Although Hirstein strives to account for confabulation with a single mechanism, the maze of clinical and anatomical data he reviews strongly suggests that at the neural level there are different derailments, depending on the type of brain injury. Confabulators, after all, remain rational in domains outside of the foci of their various syndromes, in contrast with more global breakdowns found in schizophrenia or dementia. Thus perceptual cross-checking may be domain-specific and not localizable in a single region, circuit or system in the brain, in which case the explanations of confabulation would vary accordingly.
The book concludes with a chapter on self-deception, which Hirstein says is analogous to confabulation. In many familiar ways we can divert our attention from the checks and censors that might interfere with our most cherished beliefs; in effect we're interfering with our own frontal functioning. And so we should, he says:
The truth is depressing. We are going to die, most likely after illness; all our friends will likewise die; we are tiny insignificant dots on a tiny planet. Perhaps with the advent of broad intelligence and foresight comes the need for confabulation and self-deception to keep depression and its consequent lethargy at bay. There needs to be a basic denial of our finitude and insignificance in the larger scene. It takes a certain amount of chutzpah just to get out of bed in the morning.
I do want to comment here. This "fear of death" narrative is simply more human storytelling in Michael Gazzaniga's sense. Why does National Public Radio suck? Why does Paul Krugman think economic growth cures all ills? Why did John Lennon think that all you need is love? Why did NBC anchor Brian Williams lie about his war experiences? Why is humanity slowly but surely committing environmental suicide? Why did the chicken cross the road?
You guessed it — fear of death!
First, there is virtually no neurological/empirical evidence to support this story. Second, there is ample evidence that instinctual optimism/positivity increases one's evolutionary fitness, as I pointed out in the original Adventures In Flatland essay. Third, it takes "a certain amount of chutzpah just to get out of bed in the morning" because the human condition is a crock of shit, which is the last thing humans want to admit.
Finally, you can spot Flatland in this last paragraph.
Like many books, Brain Fiction is ultimately an illustration of its own thesis. Faced with diverse and inconclusive evidence, its author makes some optimistic selections and conjectures. Readers may find their orbitofrontal cortices saying "Whoa" to some of Hirstein's more general claims. But it is only when all the confabulation syndromes are scrutinized together that their tantalizing inconsistencies emerge. Hirstein's synoptic review gathers many of the clues, making it an excellent starting point for thinking about the biological mechanisms that help us make sense of the world. Personally, I welcome an author ready to go out on some interesting limbs more than one who hugs the trunk of proof.

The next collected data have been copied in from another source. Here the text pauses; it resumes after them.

// SPDX-License-Identifier: MIT
// Copyright 2026 Roland Dreier <roland@kernel.org>

//! User profile model, as returned by the account API and persisted locally.

use chrono::NaiveDate;
use serde::{Deserialize, Serialize};
use serde_json::{Map, Value};
use std::fmt;
#[cfg(feature = "binding-generation")]
use ts_rs::TS;

/// Tokens credited by a single purchase.
pub const TOKEN_PURCHASE_AMOUNT: u64 = 50;
/// History label recorded for a token purchase.
pub const PURCHASE_ACTION: &str = "Achat de 50 tokens";
/// History label recorded for an upgrade to Pro.
pub const UPGRADE_ACTION: &str = "Abonnement passé à Pro";

/// Account identifier; the API may hand out numbers or strings.
#[derive(Debug, Clone, PartialEq, Eq, Serialize, Deserialize)]
#[serde(untagged)]
pub enum ProfileId {
    Number(u64),
    Text(String),
}

impl fmt::Display for ProfileId {
    fn fmt(&self, f: &mut fmt::Formatter<'_>) -> fmt::Result {
        match self {
            ProfileId::Number(n) => write!(f, "{}", n),
            ProfileId::Text(s) => f.write_str(s),
        }
    }
}

/// Subscription tier. Transitions only go towards `Pro`.
///
/// Tiers this crate doesn't know are kept verbatim in `Other` so they
/// display and persist unchanged.
#[derive(Debug, Clone, PartialEq, Eq, Default, Serialize, Deserialize)]
#[serde(from = "String", into = "String")]
pub enum Subscription {
    #[default]
    Free,
    Pro,
    Other(String),
}

impl Subscription {
    pub fn as_str(&self) -> &str {
        match self {
            Subscription::Free => "Free",
            Subscription::Pro => "Pro",
            Subscription::Other(tier) => tier,
        }
    }
}

impl From<String> for Subscription {
    fn from(tier: String) -> Self {
        match tier.as_str() {
            "Free" => Subscription::Free,
            "Pro" => Subscription::Pro,
            _ => Subscription::Other(tier),
        }
    }
}

impl From<Subscription> for String {
    fn from(tier: Subscription) -> Self {
        match tier {
            Subscription::Other(tier) => tier,
            known => known.as_str().to_string(),
        }
    }
}

impl fmt::Display for Subscription {
    fn fmt(&self, f: &mut fmt::Formatter<'_>) -> fmt::Result {
        f.write_str(self.as_str())
    }
}

/// One logged account action.
#[derive(Debug, Clone, PartialEq, Eq, Serialize, Deserialize)]
#[cfg_attr(feature = "binding-generation", derive(TS))]
#[cfg_attr(
    feature = "binding-generation",
    ts(export, export_to = "web/src/lib/generated/")
)]
pub struct HistoryEntry {
    /// Calendar date of the action (serialized as `YYYY-MM-DD`)
    #[cfg_attr(feature = "binding-generation", ts(type = "string"))]
    pub date: NaiveDate,
    /// Free-text label
    pub action: String,
}

/// The persisted account record.
#[derive(Debug, Clone, PartialEq, Serialize, Deserialize)]
#[cfg_attr(feature = "binding-generation", derive(TS))]
#[cfg_attr(
    feature = "binding-generation",
    ts(export, export_to = "web/src/lib/generated/")
)]
pub struct UserProfile {
    #[serde(default, skip_serializing_if = "Option::is_none")]
    #[cfg_attr(feature = "binding-generation", ts(type = "number | string | null"))]
    pub id: Option<ProfileId>,
    pub email: String,
    /// Token balance
    #[serde(default)]
    #[cfg_attr(feature = "binding-generation", ts(type = "number"))]
    pub tokens: u64,
    #[serde(default)]
    #[cfg_attr(feature = "binding-generation", ts(type = "string"))]
    pub subscription: Subscription,
    /// Newest first
    #[serde(default)]
    pub history: Vec<HistoryEntry>,
    /// Any other fields the API sent; kept so they survive persistence.
    #[serde(flatten)]
    #[cfg_attr(feature = "binding-generation", ts(skip))]
    pub extra: Map<String, Value>,
}

impl UserProfile {
    /// Create a fresh free-tier profile.
    pub fn new(email: impl Into<String>) -> Self {
        Self {
            id: None,
            email: email.into(),
            tokens: 0,
            subscription: Subscription::Free,
            history: Vec::new(),
            extra: Map::new(),
        }
    }

    /// Whether the account is already on the Pro tier.
    pub fn is_pro(&self) -> bool {
        self.subscription == Subscription::Pro
    }

    /// Record an action at the front of the history.
    pub fn record(&mut self, date: NaiveDate, action: &str) {
        self.history.insert(
            0,
            HistoryEntry {
                date,
                action: action.to_string(),
            },
        );
    }

    /// Credit one token purchase and log it.
    pub fn purchase_tokens(&mut self, date: NaiveDate) {
        self.tokens = self.tokens.saturating_add(TOKEN_PURCHASE_AMOUNT);
        self.record(date, PURCHASE_ACTION);
    }

    /// Move to Pro and log it. Returns `false` if already Pro.
    pub fn upgrade_to_pro(&mut self, date: NaiveDate) -> bool {
        if self.is_pro() {
            return false;
        }
        self.subscription = Subscription::Pro;
        self.record(date, UPGRADE_ACTION);
        true
    }
}
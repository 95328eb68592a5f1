// SPDX-License-Identifier: MIT
// Copyright 2026 Roland Dreier <roland@rolandd.dev>

//! Plain-text rendering of the account page.

use crate::models::{FormMode, UserProfile};
use crate::session::AccountSession;
use crate::time_utils::format_iso_date;
use std::fmt::Write;

const EMPTY_HISTORY: &str = "Aucun historique disponible.";

/// Render whichever view the session is in.
pub fn render(session: &AccountSession) -> String {
    match session.current_user() {
        Some(user) => render_account(user),
        None => render_login(session.form_mode(), session.email_input()),
    }
}

/// Login or registration form.
pub fn render_login(mode: FormMode, email: &str) -> String {
    let (title, submit, switch) = match mode {
        FormMode::Login => ("Connexion", "Se connecter", "Pas de compte ? Inscrivez-vous"),
        FormMode::Register => (
            "Inscription",
            "S'inscrire",
            "Déjà un compte ? Connectez-vous",
        ),
    };

    let mut out = String::new();
    let _ = writeln!(out, "== {} ==", title);
    if !email.is_empty() {
        let _ = writeln!(out, "Email : {}", email);
    }
    let _ = writeln!(out, "[Entrée] {}", submit);
    let _ = writeln!(out, "[t] {}", switch);
    let _ = writeln!(out, "[q] Quitter");
    out
}

/// Account dashboard: balance, subscription and history.
pub fn render_account(user: &UserProfile) -> String {
    let mut out = String::new();
    let _ = writeln!(out, "== Mon compte ==  ({})", user.email);
    let _ = writeln!(out);
    let _ = writeln!(out, "Jetons disponibles : {}", user.tokens);
    let _ = writeln!(out, "[a] Acheter 50 jetons");
    let _ = writeln!(out);
    let _ = writeln!(out, "Abonnement actuel : {}", user.subscription);
    if !user.is_pro() {
        let _ = writeln!(out, "[p] Passer à Pro");
    }
    let _ = writeln!(out);
    let _ = writeln!(out, "Historique d'activité");
    if user.history.is_empty() {
        let _ = writeln!(out, "  - {}", EMPTY_HISTORY);
    }
    for entry in &user.history {
        let _ = writeln!(
            out,
            "  - {} – {}",
            format_iso_date(entry.date),
            entry.action
        );
    }
    let _ = writeln!(out);
    let _ = writeln!(out, "[d] Déconnexion  [q] Quitter");
    out
}
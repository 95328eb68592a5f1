// SPDX-License-Identifier: MIT
// Copyright 2026 Roland Dreier <roland@rolandd.dev>

//! Local persistent key-value store.
//!
//! [`PersistentStore`] mirrors JSON-serializable values into a
//! [`StorageBackend`] under a named key. Reads never fail: absent or
//! unparsable records yield the caller's default. Writes never fail either:
//! storage errors are logged and dropped, with no retry.

pub mod file;
pub mod memory;

pub use file::FileStorage;
pub use memory::MemoryStorage;

use serde::{de::DeserializeOwned, Serialize};
use std::sync::Arc;

/// Raw string storage, one value per key.
pub trait StorageBackend: Send + Sync {
    /// Read the raw value stored under `key`, if any.
    fn get_item(&self, key: &str) -> Result<Option<String>, StorageError>;

    /// Replace the raw value stored under `key`.
    fn set_item(&self, key: &str, value: &str) -> Result<(), StorageError>;
}

/// Typed JSON mirror over a storage backend.
#[derive(Clone)]
pub struct PersistentStore {
    backend: Arc<dyn StorageBackend>,
}

impl PersistentStore {
    pub fn new(backend: impl StorageBackend + 'static) -> Self {
        Self {
            backend: Arc::new(backend),
        }
    }

    /// Read and parse the record under `key`.
    ///
    /// Returns `default` if the record is absent, empty, unreadable or does
    /// not parse as `T`.
    pub fn load<T: DeserializeOwned>(&self, key: &str, default: T) -> T {
        let raw = match self.backend.get_item(key) {
            Ok(Some(raw)) if !raw.trim().is_empty() => raw,
            Ok(_) => return default,
            Err(e) => {
                tracing::warn!(key, error = %e, "Storage read failed, using default");
                return default;
            }
        };

        match serde_json::from_str(&raw) {
            Ok(value) => value,
            Err(e) => {
                tracing::warn!(key, error = %e, "Stored record unparsable, using default");
                default
            }
        }
    }

    /// Serialize `value` and write it under `key`.
    ///
    /// Failures are logged and discarded; callers are never told.
    pub fn save<T: Serialize + ?Sized>(&self, key: &str, value: &T) {
        if let Err(e) = self.try_save(key, value) {
            tracing::warn!(key, error = %e, "Storage write failed, discarding");
        }
    }

    fn try_save<T: Serialize + ?Sized>(&self, key: &str, value: &T) -> Result<(), StorageError> {
        let raw = serde_json::to_string(value)?;
        self.backend.set_item(key, &raw)
    }
}

/// Errors raised by storage backends. They never escape [`PersistentStore`].
#[derive(Debug, thiserror::Error)]
pub enum StorageError {
    #[error("I/O error: {0}")]
    Io(#[from] std::io::Error),

    #[error("Serialization error: {0}")]
    Serialize(#[from] serde_json::Error),

    /// The backend is switched off and refuses every operation.
    #[error("Storage unavailable: {0}")]
    Unavailable(String),

    #[error("Storage quota exceeded ({needed} bytes needed, {available} available)")]
    QuotaExceeded { needed: usize, available: usize },

    #[error("Invalid storage key: {0:?}")]
    InvalidKey(String),
}
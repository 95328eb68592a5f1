// SPDX-License-Identifier: MIT
// Copyright 2026 Roland Dreier <roland@rolandd.dev>

//! Application configuration loaded from environment variables.

use crate::store::file::is_valid_key;
use std::env;
use std::path::PathBuf;

const DEFAULT_API_BASE_URL: &str = "http://localhost:3000";
const DEFAULT_STORAGE_DIR: &str = ".account-storage";
/// Key of the persisted profile record.
pub const DEFAULT_STORAGE_KEY: &str = "user";

/// Application configuration, loaded once at startup.
#[derive(Debug, Clone)]
pub struct Config {
    /// Base URL of the account API (login/register endpoints live under it)
    pub api_base_url: String,
    /// Directory backing the local profile store
    pub storage_dir: PathBuf,
    /// Record key the profile is persisted under
    pub storage_key: String,
}

impl Default for Config {
    /// Default config for testing only.
    fn default() -> Self {
        Self {
            api_base_url: DEFAULT_API_BASE_URL.to_string(),
            storage_dir: PathBuf::from(DEFAULT_STORAGE_DIR),
            storage_key: DEFAULT_STORAGE_KEY.to_string(),
        }
    }
}

impl Config {
    /// Load configuration from environment variables.
    ///
    /// Every variable is optional; a `.env` file is read if present.
    pub fn from_env() -> Result<Self, ConfigError> {
        dotenvy::dotenv().ok(); // Load .env file if present

        let api_base_url = env::var("ACCOUNT_API_BASE_URL")
            .map(|v| v.trim().trim_end_matches('/').to_string())
            .unwrap_or_else(|_| DEFAULT_API_BASE_URL.to_string());
        reqwest::Url::parse(&api_base_url)
            .map_err(|e| ConfigError::Invalid("ACCOUNT_API_BASE_URL", e.to_string()))?;

        let storage_key = env::var("ACCOUNT_STORAGE_KEY")
            .map(|v| v.trim().to_string())
            .unwrap_or_else(|_| DEFAULT_STORAGE_KEY.to_string());
        if !is_valid_key(&storage_key) {
            return Err(ConfigError::Invalid(
                "ACCOUNT_STORAGE_KEY",
                format!(
                    "{:?} must be non-empty ASCII letters, digits, '-', '_' or '.', not starting with '.'",
                    storage_key
                ),
            ));
        }

        Ok(Self {
            api_base_url,
            storage_dir: env::var("ACCOUNT_STORAGE_DIR")
                .map(PathBuf::from)
                .unwrap_or_else(|_| PathBuf::from(DEFAULT_STORAGE_DIR)),
            storage_key,
        })
    }
}

/// Configuration errors
#[derive(Debug, thiserror::Error)]
pub enum ConfigError {
    #[error("Invalid value for {0}: {1}")]
    Invalid(&'static str, String),
}

#[cfg(test)]
mod tests {
    use super::*;

    // Single test touching the environment so parallel tests don't race.
    #[test]
    fn test_config_from_env() {
        env::set_var("ACCOUNT_API_BASE_URL", "http://api.test:8080/");
        env::set_var("ACCOUNT_STORAGE_DIR", "/tmp/account-test");
        env::remove_var("ACCOUNT_STORAGE_KEY");

        let config = Config::from_env().expect("Config should load");
        assert_eq!(config.api_base_url, "http://api.test:8080");
        assert_eq!(config.storage_dir, PathBuf::from("/tmp/account-test"));
        assert_eq!(config.storage_key, "user");

        // Keys the file store would refuse are refused here too.
        for key in ["a/b", "../user", ".hidden"] {
            env::set_var("ACCOUNT_STORAGE_KEY", key);
            assert!(matches!(
                Config::from_env(),
                Err(ConfigError::Invalid("ACCOUNT_STORAGE_KEY", _))
            ));
        }
        env::set_var("ACCOUNT_STORAGE_KEY", "profile-v2");
        assert_eq!(Config::from_env().unwrap().storage_key, "profile-v2");
        env::remove_var("ACCOUNT_STORAGE_KEY");

        env::set_var("ACCOUNT_API_BASE_URL", "not a url");
        assert!(matches!(
            Config::from_env(),
            Err(ConfigError::Invalid("ACCOUNT_API_BASE_URL", _))
        ));

        env::remove_var("ACCOUNT_API_BASE_URL");
        env::remove_var("ACCOUNT_STORAGE_DIR");
    }
}
impl<F: Ring> Add<&Matrix<F>> for &Matrix<F> {
    type Output = Matrix<F>;

    fn add(self, rhs: &Matrix<F>) -> Self::Output {
        self.assert_same_shape(rhs, "add");
        Matrix {
            data: self
                .data
                .iter()
                .zip(&rhs.data)
                .map(|(a, b)| self.field.add(a, b))
                .collect(),
            nrows: self.nrows,
            ncols: self.ncols,
            field: self.field.clone(),
        }
    }
}

impl<F: Ring> Sub<&Matrix<F>> for &Matrix<F> {
    type Output = Matrix<F>;

    fn sub(self, rhs: &Matrix<F>) -> Self::Output {
        self.assert_same_shape(rhs, "subtract");
        Matrix {
            data: self
                .data
                .iter()
                .zip(&rhs.data)
                .map(|(a, b)| self.field.sub(a, b))
                .collect(),
            nrows: self.nrows,
            ncols: self.ncols,
            field: self.field.clone(),
        }
    }
}

impl<F: Ring> Mul<&Matrix<F>> for &Matrix<F> {
    type Output = Matrix<F>;

    fn mul(self, rhs: &Matrix<F>) -> Self::Output {
        if self.ncols != rhs.nrows {
            panic!(
                "Cannot multiply matrices because of a dimension mismatch: ({},{}) vs ({},{})",
                self.nrows, self.ncols, rhs.nrows, rhs.ncols
            );
        }

        let mut m = Matrix::new(self.nrows, rhs.ncols, self.field.clone());
        for i in 0..self.nrows {
            for j in 0..rhs.ncols {
                let mut sum = self.field.zero();
                for k in 0..self.ncols {
                    self.field.add_mul_assign(&mut sum, &self[(i, k)], &rhs[(k, j)]);
                }
                m[(i, j)] = sum;
            }
        }
        m
    }
}

impl<F: Ring> Neg for Matrix<F> {
    type Output = Matrix<F>;

    fn neg(mut self) -> Self::Output {
        for e in &mut self.data {
            *e = self.field.neg(e);
        }
        self
    }
}

/// Errors that can occur when performing matrix operations.
#[derive(Debug)]
pub enum MatrixError<F: Ring> {
    Underdetermined {
        min_rank: u32,
        max_rank: u32,
        row_reduced_matrix: Option<Matrix<F>>,
    },
    Inconsistent,
    NotSquare,
    Singular,
    ShapeMismatch,
    /// A pivot of a Cholesky factorization could not be proven to be positive.
    NotPositiveDefinite { pivot: u32 },
}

Or maybe I'm kidding myself.
I'm sure you DOTE veterans had no difficulty recognizing what's going on there.
That's a lot of words from Lloyd and Hirstein. It would have been a lot easier for everyone if first Hirstein and then Lloyd commenced their writings with this sentence: "In everything that follows, I'm kidding myself." Then we'd have the choice either to nod sagely and move on, or idle away an hour or two adding up all the corroborations of their opening statement.
Come to think of it, "I'm kidding myself" would make a fine mantra for Homo sapiens. Morning, noon and night.